Each line of the entries below that holds "Debug" is needed, copied in full.

[EXTRACTED DATA]

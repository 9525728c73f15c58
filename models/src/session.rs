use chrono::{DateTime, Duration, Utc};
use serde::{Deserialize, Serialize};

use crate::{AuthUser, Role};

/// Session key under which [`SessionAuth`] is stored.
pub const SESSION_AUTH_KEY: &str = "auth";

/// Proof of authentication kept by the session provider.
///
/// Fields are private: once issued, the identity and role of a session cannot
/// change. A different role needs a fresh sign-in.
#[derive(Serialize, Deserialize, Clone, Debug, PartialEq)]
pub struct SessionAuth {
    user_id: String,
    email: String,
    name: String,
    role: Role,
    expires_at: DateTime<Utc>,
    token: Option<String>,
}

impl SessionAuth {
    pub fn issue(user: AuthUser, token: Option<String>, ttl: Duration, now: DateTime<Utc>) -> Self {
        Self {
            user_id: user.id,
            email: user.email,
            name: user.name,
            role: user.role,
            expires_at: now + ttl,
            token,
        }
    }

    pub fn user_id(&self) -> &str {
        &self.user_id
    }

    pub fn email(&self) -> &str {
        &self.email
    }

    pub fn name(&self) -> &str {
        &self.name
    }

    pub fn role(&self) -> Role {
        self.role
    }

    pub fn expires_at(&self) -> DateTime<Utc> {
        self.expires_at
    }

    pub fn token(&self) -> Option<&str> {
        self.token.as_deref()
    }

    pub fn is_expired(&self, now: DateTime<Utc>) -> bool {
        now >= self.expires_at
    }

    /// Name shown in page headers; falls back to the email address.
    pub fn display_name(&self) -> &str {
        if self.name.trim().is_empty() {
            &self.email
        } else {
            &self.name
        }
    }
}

[/EXTRACTED DATA]
[EXTRACTED DATA]

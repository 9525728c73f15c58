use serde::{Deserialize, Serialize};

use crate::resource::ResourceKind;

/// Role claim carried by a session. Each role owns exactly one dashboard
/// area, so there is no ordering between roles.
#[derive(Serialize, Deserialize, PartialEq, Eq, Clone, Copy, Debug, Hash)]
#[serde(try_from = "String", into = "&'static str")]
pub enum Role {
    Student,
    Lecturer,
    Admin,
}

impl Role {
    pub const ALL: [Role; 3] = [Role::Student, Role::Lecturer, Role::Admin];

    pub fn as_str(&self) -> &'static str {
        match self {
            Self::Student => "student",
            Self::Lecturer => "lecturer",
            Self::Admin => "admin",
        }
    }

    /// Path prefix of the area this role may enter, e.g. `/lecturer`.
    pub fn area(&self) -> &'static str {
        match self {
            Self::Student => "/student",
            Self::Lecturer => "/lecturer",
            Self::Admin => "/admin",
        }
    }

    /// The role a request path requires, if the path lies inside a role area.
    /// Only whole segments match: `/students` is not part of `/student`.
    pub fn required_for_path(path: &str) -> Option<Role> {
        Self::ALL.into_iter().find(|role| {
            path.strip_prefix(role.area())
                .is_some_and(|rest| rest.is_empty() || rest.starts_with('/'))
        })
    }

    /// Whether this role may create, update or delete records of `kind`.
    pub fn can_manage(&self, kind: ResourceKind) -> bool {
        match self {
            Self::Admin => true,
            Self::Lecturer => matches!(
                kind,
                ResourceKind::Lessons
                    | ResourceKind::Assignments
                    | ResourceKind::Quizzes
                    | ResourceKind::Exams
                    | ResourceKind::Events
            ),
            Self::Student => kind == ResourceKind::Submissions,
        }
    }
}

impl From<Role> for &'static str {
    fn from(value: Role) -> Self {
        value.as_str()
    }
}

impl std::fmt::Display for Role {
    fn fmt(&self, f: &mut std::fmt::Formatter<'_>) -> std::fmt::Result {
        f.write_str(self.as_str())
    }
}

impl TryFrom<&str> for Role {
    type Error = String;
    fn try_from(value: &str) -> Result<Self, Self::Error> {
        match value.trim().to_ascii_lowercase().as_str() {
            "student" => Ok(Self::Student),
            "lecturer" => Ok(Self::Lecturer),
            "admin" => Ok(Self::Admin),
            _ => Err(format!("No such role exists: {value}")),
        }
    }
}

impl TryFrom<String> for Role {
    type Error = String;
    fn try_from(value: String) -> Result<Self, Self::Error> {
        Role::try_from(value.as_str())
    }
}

[/EXTRACTED DATA]

*WRITTEN SOLUTION*:
#[derive(Serialize, Deserialize, Clone, Debug, PartialEq)]
#[derive(Serialize, Deserialize, PartialEq, Eq, Clone, Copy, Debug, Hash)]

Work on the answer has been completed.